[Opening DATA SHOWN section]

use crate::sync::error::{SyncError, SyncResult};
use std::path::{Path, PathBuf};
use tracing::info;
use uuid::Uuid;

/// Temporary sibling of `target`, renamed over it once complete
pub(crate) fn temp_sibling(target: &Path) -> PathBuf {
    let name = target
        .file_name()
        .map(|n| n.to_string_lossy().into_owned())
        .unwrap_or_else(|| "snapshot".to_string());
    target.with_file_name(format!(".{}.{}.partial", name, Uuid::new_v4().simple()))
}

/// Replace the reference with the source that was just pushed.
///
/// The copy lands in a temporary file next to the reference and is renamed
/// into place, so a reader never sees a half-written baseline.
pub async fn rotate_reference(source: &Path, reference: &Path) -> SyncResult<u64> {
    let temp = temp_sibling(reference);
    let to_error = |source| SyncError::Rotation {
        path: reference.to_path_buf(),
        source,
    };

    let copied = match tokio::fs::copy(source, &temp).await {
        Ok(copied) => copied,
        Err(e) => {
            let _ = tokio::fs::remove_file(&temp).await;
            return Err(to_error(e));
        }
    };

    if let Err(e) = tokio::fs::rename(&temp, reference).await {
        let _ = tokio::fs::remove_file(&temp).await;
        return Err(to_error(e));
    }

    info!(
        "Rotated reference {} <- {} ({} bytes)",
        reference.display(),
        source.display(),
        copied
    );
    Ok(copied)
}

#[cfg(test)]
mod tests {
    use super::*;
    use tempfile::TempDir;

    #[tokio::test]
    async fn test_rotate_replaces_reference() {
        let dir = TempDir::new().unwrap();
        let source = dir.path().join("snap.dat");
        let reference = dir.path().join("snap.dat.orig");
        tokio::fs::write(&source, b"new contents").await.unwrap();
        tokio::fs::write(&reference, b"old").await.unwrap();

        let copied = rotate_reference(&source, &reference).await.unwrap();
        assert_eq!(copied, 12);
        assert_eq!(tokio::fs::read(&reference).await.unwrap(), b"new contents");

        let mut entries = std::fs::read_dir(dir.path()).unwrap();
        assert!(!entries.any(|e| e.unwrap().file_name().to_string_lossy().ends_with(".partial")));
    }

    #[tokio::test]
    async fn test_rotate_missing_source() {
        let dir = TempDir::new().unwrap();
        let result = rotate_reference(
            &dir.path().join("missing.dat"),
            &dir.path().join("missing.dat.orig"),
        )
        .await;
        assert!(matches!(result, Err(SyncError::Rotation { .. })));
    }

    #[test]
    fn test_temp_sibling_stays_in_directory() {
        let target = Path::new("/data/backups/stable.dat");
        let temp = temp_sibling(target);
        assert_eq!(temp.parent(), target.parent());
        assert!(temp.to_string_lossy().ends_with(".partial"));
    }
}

[Closing DATA SHOWN section]
[Opening DATA SHOWN section]

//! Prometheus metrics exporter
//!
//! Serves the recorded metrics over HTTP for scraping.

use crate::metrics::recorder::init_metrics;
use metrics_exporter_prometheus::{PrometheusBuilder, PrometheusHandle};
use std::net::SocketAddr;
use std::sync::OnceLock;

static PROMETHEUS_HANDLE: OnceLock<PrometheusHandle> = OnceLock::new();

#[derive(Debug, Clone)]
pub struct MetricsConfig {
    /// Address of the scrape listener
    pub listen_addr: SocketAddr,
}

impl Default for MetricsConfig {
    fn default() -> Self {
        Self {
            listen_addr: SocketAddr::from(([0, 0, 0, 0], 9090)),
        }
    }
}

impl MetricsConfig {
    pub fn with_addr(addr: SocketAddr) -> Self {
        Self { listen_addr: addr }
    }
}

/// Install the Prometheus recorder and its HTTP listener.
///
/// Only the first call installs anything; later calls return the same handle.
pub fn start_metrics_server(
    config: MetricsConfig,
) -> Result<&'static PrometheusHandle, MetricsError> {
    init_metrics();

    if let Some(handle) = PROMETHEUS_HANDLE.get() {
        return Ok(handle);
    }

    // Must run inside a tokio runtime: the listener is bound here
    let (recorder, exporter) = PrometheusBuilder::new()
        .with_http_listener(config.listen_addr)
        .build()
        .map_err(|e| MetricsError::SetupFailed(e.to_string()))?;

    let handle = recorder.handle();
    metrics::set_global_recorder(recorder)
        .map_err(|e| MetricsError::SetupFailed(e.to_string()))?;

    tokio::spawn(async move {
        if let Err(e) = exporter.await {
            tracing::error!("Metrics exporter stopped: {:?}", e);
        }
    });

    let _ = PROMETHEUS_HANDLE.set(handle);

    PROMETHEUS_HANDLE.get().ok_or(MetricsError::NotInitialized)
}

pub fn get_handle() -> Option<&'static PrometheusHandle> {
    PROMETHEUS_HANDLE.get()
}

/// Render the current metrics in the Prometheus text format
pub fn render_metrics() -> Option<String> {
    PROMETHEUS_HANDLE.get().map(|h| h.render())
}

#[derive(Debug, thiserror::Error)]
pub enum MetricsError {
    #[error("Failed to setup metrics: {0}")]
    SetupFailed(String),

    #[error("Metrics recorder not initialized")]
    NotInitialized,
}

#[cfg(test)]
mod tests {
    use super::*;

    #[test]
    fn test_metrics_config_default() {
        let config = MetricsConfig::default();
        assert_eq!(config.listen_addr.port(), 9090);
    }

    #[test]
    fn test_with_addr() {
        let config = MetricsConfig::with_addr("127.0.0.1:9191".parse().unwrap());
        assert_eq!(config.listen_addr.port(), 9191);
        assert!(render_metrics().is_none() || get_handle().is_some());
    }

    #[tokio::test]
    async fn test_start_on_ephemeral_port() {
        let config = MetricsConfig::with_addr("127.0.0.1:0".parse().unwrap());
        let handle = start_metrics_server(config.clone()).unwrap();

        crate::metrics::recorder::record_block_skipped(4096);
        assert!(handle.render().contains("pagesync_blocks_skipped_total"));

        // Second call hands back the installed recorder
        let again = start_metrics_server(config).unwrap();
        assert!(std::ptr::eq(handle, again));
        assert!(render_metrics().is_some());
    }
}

[Closing DATA SHOWN section]
[Opening DATA SHOWN section]

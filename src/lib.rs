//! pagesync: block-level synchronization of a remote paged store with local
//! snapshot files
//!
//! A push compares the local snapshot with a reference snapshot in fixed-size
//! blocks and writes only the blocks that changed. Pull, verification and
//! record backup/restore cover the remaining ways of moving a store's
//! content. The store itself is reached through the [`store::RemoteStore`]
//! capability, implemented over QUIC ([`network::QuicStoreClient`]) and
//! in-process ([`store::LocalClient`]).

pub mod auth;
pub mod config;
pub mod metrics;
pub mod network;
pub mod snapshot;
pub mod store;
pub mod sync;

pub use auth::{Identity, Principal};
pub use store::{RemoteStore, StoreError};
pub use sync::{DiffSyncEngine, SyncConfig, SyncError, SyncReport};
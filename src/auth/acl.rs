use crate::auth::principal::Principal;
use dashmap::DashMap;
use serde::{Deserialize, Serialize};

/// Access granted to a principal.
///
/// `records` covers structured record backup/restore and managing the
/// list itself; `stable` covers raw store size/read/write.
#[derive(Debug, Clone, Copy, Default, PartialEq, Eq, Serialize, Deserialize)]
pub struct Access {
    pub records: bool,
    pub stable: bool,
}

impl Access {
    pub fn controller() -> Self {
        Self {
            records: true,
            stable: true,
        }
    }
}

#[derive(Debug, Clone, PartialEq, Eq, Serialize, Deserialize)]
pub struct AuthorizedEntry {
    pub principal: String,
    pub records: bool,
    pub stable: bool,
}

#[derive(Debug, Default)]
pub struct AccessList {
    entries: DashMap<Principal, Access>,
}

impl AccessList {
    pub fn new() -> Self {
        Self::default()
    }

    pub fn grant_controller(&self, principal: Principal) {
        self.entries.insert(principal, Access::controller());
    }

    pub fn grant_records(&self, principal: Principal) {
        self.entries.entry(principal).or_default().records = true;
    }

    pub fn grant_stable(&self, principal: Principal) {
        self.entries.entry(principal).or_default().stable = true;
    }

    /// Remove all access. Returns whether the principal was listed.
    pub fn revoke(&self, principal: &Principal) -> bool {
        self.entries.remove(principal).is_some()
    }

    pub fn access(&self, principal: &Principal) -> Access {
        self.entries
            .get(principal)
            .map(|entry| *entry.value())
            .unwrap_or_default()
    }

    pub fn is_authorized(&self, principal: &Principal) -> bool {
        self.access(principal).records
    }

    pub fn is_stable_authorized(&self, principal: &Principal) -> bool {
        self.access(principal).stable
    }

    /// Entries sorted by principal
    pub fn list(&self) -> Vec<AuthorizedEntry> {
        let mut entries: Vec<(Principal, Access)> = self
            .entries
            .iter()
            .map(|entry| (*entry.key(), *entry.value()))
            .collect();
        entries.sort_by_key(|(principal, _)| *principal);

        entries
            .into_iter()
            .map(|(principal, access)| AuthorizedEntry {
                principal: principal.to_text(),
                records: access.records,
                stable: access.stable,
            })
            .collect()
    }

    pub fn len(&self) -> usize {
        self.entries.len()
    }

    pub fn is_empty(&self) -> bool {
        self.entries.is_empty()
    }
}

[Closing DATA SHOWN section]

_WORK ORDER:_ Scan the lines above, and whenever one holds the string "MetricsError", copy it.

_ANSWER FOR THE TASK:_
) -> Result<&'static PrometheusHandle, MetricsError> {
        .map_err(|e| MetricsError::SetupFailed(e.to_string()))?;
        .map_err(|e| MetricsError::SetupFailed(e.to_string()))?;
    PROMETHEUS_HANDLE.get().ok_or(MetricsError::NotInitialized)
pub enum MetricsError {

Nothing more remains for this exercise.